▶ **Listed records**:

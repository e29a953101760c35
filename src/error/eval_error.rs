use thiserror::Error;

/// Result type used by the evaluator and the variable store.
///
/// All fallible operations return either a value of type `T` or an
/// [`EvalError`] describing the failure.
pub type EvalResult<T> = Result<T, EvalError>;

/// Represents all errors that can occur while evaluating one line.
#[derive(Debug, Clone, PartialEq, Eq, Error)]
pub enum EvalError {
    /// The line contained nothing but whitespace.
    ///
    /// Only the outermost frame reports this; an empty group, assignment or
    /// right-hand side is reported as [`EvalError::InvalidInput`] instead.
    #[error("Empty input")]
    EmptyInput,
    /// Two values were joined by a symbol that is not an arithmetic operator,
    /// or by no operator at all.
    #[error("Invalid operator")]
    InvalidOperator,
    /// A variable was read before anything was assigned to it.
    #[error("Undefined variable '{name}'")]
    UndefinedVariable {
        /// The name of the variable.
        name: String,
    },
    /// The line is malformed: unbalanced parentheses, a dangling operator, an
    /// out-of-range literal, a misplaced symbol or nesting that is too deep.
    #[error("Invalid input")]
    InvalidInput,
    /// Attempted `/` or `%` with a zero right-hand side.
    #[error("Division by zero")]
    DivisionByZero,
    /// An assignment would create a variable beyond the store's capacity.
    #[error("Variable store is full ({capacity} variables)")]
    StoreFull {
        /// The configured capacity of the store.
        capacity: usize,
    },
}

impl EvalError {
    /// Remaps an `EmptyInput` coming back from a nested frame.
    ///
    /// Nothing inside parentheses, after `=` or after an additive operator is
    /// malformed input rather than an empty line.
    #[must_use]
    pub fn nested(self) -> Self {
        match self {
            Self::EmptyInput => Self::InvalidInput,
            other => other,
        }
    }
}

▶ **Action item**: Every line above from the line with "use thiserror::Error;" to the line with "right-hand side is" is wanted, ends included; write them out exactly and add no other line.

▶ **Response area**:
use thiserror::Error;

/// Result type used by the evaluator and the variable store.
///
/// All fallible operations return either a value of type `T` or an
/// [`EvalError`] describing the failure.
pub type EvalResult<T> = Result<T, EvalError>;

/// Represents all errors that can occur while evaluating one line.
#[derive(Debug, Clone, PartialEq, Eq, Error)]
pub enum EvalError {
    /// The line contained nothing but whitespace.
    ///
    /// Only the outermost frame reports this; an empty group, assignment or
    /// right-hand side is reported as [`EvalError::InvalidInput`] instead.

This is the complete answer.